Every call to .predict(X) triggers this pipeline in the background:

input

X_new batch

→

drift

PSI + KS / chi²

→

anomaly

IsoForest + z-score

→

report

DriftReport

→

storage

monitor.jsonl

The whole pipeline runs in a try/except block — if anything fails, your prediction still returns. Monitoring is strictly a side effect.

how it works

PSI — Global drift score

The Population Stability Index measures how much the overall distribution of your data has shifted since training. It's the single number that drives the alert threshold.

The intuition

Imagine splitting your training data into 10 buckets by value range, then checking whether new data falls into those buckets in the same proportions. If 30% of training samples fell into bucket 3, but now only 5% do, something has shifted. PSI quantifies that shift across all buckets at once.

How it's calculated

For each of n quantile-based bins, the formula is:

PSI = Σ (actual% − expected%) × ln(actual% / expected%)

Where "expected" is the reference distribution and "actual" is the current batch. Small differences multiply out to near-zero. Large differences grow quickly due to the log ratio.

Stable

< 0.1

Distribution is consistent. No action needed.

Moderate

0.1 – 0.2

Some shift. Worth investigating feature-by-feature.

Alert

> 0.2

Significant shift.

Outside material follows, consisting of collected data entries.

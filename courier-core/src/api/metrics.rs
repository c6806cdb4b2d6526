//! Prometheus /metrics endpoint

use crate::error::{AppError, Result};
use crate::state::HasServices;
use axum::extract::State;

/// GET /metrics: Prometheus text exposition format
pub async fn metrics_handler<S: HasServices>(State(state): State<S>) -> Result<String> {
    state
        .metrics_handle()
        .map(|h| h.render())
        .ok_or_else(|| AppError::NotFound("Metrics are disabled".to_string()))
}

Model performance may be degrading.

What it means in practice

A PSI alert doesn't mean your model is wrong — it means the inputs it's seeing are different from what it was trained on. This can happen naturally (seasonality, new customer segments) or signal a real problem (data pipeline bug, population shift). The dashboard's feature heatmap helps you identify which features are driving the score.

Example: A fraud detection model trained on 2023 transaction data may see PSI spike in December due to holiday spending patterns. The model might still be accurate — but you should verify, because the inputs are genuinely different.

how it works

KS test — Per-feature drift

While PSI gives a global score, the Kolmogorov-Smirnov test runs independently on each continuous feature and tells you exactly which ones have drifted.

The intuition

The KS test asks: "Could these two sets of values have come from the same distribution?" It compares the cumulative distribution functions of the reference data and the current batch, and measures the maximum gap between them.

KS statistic = max|F_reference(x) − F_current(x)|

A statistic of 0 means identical distributions. A statistic of 1 means completely non-overlapping. Values above roughly 0.1–0.15 with a p-value below 0.05 indicate drift.

Reading KS results

Attribute	Type	What it means
`statistic`	float [0–1]	Maximum gap between CDFs. Higher = more drift.
`p_value`	float [0–1]	Probability of seeing this gap by chance. Below 0.05 = statistically significant.
`drift`	bool	`True` when p_value < 0.05

How the heatmap uses KS

Each cell in the Feature Drift Map shows the KS statistic for one feature at one batch, colored from green (low, stable) to red (high, drifted). This lets you see which features started drifting first and whether drift is recovering.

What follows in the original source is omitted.